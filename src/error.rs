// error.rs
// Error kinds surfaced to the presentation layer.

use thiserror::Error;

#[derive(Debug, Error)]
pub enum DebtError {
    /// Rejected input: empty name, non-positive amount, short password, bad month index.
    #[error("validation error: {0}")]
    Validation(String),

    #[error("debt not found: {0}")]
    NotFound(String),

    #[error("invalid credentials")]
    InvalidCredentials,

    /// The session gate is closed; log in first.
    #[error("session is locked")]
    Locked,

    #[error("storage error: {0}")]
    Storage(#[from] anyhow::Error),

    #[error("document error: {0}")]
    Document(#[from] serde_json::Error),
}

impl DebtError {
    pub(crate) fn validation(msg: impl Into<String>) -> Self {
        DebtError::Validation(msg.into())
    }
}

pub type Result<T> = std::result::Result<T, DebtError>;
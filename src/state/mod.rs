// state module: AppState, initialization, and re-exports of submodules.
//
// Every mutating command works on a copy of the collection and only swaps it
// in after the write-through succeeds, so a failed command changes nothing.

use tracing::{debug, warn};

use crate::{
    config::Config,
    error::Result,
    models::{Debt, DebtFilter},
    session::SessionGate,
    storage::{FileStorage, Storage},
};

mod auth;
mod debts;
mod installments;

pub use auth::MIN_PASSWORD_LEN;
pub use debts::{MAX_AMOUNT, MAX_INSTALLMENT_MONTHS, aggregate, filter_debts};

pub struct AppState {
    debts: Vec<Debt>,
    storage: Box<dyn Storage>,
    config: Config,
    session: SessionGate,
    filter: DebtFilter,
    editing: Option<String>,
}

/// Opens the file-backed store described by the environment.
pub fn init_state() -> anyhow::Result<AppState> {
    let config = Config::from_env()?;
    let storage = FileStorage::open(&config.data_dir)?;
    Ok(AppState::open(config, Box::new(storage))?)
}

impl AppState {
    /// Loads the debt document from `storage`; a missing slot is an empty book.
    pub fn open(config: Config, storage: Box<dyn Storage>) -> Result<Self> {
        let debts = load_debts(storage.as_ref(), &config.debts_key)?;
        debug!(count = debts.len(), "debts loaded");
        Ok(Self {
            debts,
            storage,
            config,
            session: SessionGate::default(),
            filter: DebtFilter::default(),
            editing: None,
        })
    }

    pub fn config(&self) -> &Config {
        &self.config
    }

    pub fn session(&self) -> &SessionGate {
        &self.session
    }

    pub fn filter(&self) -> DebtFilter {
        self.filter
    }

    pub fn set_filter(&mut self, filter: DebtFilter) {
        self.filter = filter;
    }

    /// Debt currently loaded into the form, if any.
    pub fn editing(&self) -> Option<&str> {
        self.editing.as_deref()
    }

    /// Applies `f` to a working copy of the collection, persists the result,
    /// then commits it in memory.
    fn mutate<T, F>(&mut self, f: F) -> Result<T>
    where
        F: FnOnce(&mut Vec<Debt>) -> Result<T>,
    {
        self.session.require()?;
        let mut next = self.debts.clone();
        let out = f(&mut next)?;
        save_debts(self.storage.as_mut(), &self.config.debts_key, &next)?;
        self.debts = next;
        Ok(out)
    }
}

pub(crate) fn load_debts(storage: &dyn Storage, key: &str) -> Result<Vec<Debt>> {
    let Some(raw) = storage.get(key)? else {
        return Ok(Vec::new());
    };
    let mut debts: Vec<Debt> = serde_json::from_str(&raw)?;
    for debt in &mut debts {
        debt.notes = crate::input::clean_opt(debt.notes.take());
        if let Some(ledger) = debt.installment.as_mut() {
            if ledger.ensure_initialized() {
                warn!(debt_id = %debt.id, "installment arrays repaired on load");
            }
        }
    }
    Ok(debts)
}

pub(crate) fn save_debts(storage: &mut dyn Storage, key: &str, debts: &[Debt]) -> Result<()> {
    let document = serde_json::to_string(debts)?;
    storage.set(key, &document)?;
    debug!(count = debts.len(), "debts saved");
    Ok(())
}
* * *
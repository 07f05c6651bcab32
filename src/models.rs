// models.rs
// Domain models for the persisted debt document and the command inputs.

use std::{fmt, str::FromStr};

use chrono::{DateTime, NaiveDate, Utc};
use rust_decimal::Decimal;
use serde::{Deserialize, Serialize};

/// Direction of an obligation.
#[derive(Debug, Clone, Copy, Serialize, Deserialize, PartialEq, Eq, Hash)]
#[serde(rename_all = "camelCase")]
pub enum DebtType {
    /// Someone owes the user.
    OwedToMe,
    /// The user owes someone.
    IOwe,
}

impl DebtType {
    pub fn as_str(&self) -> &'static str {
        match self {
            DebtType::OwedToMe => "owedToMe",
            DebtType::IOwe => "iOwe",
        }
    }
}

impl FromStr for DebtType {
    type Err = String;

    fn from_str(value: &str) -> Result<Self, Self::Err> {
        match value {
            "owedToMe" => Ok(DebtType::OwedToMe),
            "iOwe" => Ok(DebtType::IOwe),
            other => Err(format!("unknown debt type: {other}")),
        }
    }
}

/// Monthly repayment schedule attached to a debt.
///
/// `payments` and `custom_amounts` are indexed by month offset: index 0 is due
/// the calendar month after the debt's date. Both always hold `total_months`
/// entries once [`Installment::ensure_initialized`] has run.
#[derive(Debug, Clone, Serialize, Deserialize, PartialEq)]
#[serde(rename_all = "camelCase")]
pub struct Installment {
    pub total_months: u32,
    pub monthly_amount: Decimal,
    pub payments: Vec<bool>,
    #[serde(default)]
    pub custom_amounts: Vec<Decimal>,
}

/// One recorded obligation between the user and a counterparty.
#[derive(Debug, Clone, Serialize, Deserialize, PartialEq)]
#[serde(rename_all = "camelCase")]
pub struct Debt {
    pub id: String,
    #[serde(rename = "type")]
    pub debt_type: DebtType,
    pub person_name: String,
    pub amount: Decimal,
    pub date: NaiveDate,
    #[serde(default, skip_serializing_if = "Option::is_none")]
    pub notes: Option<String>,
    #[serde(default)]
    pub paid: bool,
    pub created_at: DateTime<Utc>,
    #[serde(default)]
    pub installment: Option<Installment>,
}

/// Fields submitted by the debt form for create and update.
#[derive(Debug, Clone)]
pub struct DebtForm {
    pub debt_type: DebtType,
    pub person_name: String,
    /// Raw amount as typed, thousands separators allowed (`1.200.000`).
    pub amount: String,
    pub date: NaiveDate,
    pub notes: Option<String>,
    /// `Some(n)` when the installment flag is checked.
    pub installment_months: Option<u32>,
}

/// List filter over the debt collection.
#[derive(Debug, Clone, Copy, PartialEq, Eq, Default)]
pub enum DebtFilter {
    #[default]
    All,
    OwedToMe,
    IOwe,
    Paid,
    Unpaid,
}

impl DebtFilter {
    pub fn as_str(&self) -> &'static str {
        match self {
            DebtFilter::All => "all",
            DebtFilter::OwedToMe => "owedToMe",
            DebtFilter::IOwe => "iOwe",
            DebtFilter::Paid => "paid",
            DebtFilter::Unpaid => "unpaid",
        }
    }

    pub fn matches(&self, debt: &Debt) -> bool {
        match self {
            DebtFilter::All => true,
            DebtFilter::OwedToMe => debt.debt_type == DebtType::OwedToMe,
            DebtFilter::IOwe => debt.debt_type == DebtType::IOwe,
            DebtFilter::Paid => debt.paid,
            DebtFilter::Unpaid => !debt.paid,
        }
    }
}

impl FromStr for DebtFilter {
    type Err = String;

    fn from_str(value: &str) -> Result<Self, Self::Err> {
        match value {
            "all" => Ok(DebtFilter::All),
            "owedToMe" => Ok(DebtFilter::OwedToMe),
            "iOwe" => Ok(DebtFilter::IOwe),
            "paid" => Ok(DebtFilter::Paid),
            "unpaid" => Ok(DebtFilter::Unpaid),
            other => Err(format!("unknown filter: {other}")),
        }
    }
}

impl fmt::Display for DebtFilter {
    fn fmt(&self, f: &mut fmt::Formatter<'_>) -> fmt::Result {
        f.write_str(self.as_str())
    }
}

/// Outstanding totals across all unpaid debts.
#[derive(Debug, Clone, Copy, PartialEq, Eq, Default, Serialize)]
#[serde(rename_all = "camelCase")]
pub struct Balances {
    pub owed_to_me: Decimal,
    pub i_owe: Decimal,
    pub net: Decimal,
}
* * *
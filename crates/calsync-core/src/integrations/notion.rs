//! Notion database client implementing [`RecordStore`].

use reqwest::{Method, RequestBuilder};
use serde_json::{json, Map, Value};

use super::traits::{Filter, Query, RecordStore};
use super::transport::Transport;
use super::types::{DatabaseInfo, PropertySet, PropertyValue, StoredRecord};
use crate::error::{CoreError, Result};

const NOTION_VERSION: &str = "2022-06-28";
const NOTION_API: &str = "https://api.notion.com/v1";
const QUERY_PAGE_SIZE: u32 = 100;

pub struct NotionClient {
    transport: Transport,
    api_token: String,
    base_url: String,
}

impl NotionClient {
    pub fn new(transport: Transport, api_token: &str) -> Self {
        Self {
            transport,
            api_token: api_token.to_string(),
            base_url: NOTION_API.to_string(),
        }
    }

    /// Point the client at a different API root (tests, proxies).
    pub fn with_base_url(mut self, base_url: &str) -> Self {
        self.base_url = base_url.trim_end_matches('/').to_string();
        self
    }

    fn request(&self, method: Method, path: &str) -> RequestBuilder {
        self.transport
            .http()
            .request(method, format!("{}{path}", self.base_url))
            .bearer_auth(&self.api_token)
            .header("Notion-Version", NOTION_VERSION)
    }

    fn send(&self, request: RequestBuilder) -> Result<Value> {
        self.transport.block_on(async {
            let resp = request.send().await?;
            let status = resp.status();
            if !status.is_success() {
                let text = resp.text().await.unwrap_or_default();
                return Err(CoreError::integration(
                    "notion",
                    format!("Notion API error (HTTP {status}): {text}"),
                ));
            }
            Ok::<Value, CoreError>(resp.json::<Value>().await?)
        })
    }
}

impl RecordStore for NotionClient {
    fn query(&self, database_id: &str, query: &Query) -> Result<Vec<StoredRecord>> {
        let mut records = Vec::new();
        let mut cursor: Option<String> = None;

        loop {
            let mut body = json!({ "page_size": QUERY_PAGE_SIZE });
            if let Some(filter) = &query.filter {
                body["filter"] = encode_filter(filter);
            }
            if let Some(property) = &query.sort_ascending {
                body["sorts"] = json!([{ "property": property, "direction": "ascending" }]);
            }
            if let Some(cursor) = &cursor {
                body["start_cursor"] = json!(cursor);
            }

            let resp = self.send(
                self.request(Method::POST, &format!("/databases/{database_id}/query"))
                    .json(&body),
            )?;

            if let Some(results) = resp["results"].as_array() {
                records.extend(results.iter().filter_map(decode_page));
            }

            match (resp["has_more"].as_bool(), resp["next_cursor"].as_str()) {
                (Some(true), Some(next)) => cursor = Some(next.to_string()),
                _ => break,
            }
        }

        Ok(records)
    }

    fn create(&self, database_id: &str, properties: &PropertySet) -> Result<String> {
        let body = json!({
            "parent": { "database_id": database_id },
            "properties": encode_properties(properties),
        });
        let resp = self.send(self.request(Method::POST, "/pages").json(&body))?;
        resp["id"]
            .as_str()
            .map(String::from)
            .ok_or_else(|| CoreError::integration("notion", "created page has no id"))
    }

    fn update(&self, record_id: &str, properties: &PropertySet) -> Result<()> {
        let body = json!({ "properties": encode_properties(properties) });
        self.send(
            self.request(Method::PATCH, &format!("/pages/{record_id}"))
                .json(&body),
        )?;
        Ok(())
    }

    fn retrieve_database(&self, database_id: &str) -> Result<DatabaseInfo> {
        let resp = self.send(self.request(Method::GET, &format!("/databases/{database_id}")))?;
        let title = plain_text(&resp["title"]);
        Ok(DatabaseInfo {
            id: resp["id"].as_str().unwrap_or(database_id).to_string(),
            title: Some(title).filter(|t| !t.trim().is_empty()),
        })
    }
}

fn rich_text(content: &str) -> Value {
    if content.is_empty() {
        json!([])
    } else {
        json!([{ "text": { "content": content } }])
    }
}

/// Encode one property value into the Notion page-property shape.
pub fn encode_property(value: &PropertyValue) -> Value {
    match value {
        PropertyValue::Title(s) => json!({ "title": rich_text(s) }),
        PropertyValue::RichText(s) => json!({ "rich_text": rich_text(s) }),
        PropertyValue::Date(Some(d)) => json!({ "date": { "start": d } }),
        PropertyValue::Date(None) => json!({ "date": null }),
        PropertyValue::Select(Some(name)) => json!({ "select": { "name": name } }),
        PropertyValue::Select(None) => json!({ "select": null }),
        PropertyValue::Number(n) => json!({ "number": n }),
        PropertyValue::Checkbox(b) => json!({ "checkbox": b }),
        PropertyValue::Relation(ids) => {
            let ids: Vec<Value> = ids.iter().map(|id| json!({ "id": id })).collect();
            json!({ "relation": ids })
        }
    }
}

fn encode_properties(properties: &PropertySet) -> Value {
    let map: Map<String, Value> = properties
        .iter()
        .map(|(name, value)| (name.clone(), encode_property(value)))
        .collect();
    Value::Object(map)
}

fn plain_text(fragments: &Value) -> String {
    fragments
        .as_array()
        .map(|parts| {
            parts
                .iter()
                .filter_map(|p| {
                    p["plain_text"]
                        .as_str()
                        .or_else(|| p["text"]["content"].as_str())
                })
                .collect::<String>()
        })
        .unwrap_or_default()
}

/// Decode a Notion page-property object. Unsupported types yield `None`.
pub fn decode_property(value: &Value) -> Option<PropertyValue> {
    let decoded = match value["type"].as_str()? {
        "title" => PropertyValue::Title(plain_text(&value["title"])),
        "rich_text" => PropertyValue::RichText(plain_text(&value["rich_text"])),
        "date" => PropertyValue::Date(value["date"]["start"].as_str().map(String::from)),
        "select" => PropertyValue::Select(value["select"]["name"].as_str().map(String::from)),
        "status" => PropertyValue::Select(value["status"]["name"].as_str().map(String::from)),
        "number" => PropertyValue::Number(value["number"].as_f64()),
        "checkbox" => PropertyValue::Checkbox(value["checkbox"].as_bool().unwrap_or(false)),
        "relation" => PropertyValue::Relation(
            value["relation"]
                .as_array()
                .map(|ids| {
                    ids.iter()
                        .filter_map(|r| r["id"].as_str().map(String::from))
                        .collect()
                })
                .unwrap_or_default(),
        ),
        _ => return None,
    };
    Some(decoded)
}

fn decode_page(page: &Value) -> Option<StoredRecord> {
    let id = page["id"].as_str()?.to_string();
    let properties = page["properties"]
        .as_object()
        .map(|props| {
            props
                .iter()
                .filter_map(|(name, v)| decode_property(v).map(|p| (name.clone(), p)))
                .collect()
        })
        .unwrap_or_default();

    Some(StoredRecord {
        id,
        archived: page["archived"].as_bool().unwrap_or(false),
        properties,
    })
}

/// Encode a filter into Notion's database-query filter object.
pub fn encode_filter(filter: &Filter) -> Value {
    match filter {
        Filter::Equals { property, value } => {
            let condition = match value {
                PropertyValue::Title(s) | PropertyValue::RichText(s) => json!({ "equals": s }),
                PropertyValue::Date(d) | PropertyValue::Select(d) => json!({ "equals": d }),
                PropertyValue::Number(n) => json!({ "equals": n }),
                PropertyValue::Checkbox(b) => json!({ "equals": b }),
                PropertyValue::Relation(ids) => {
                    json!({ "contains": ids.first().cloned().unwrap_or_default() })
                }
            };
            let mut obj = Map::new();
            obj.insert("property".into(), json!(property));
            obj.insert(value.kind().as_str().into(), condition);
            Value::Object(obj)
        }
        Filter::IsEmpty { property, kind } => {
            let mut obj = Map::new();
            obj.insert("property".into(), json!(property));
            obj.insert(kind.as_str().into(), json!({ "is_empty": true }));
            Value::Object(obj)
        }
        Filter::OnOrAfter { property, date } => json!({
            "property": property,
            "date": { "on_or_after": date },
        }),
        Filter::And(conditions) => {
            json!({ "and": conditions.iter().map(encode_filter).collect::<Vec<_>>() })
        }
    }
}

▸ **TASK STATEMENT**:
Filter the records above for lines containing the word "Option", and copy those lines.

▸ **RESULT OF THIS TASK**:
    editing: Option<String>,
    pub fn editing(&self) -> Option<&str> {
    #[serde(default, skip_serializing_if = "Option::is_none")]
    pub notes: Option<String>,
    pub installment: Option<Installment>,
    pub notes: Option<String>,
    pub installment_months: Option<u32>,
        let mut cursor: Option<String> = None;
pub fn decode_property(value: &Value) -> Option<PropertyValue> {
fn decode_page(page: &Value) -> Option<StoredRecord> {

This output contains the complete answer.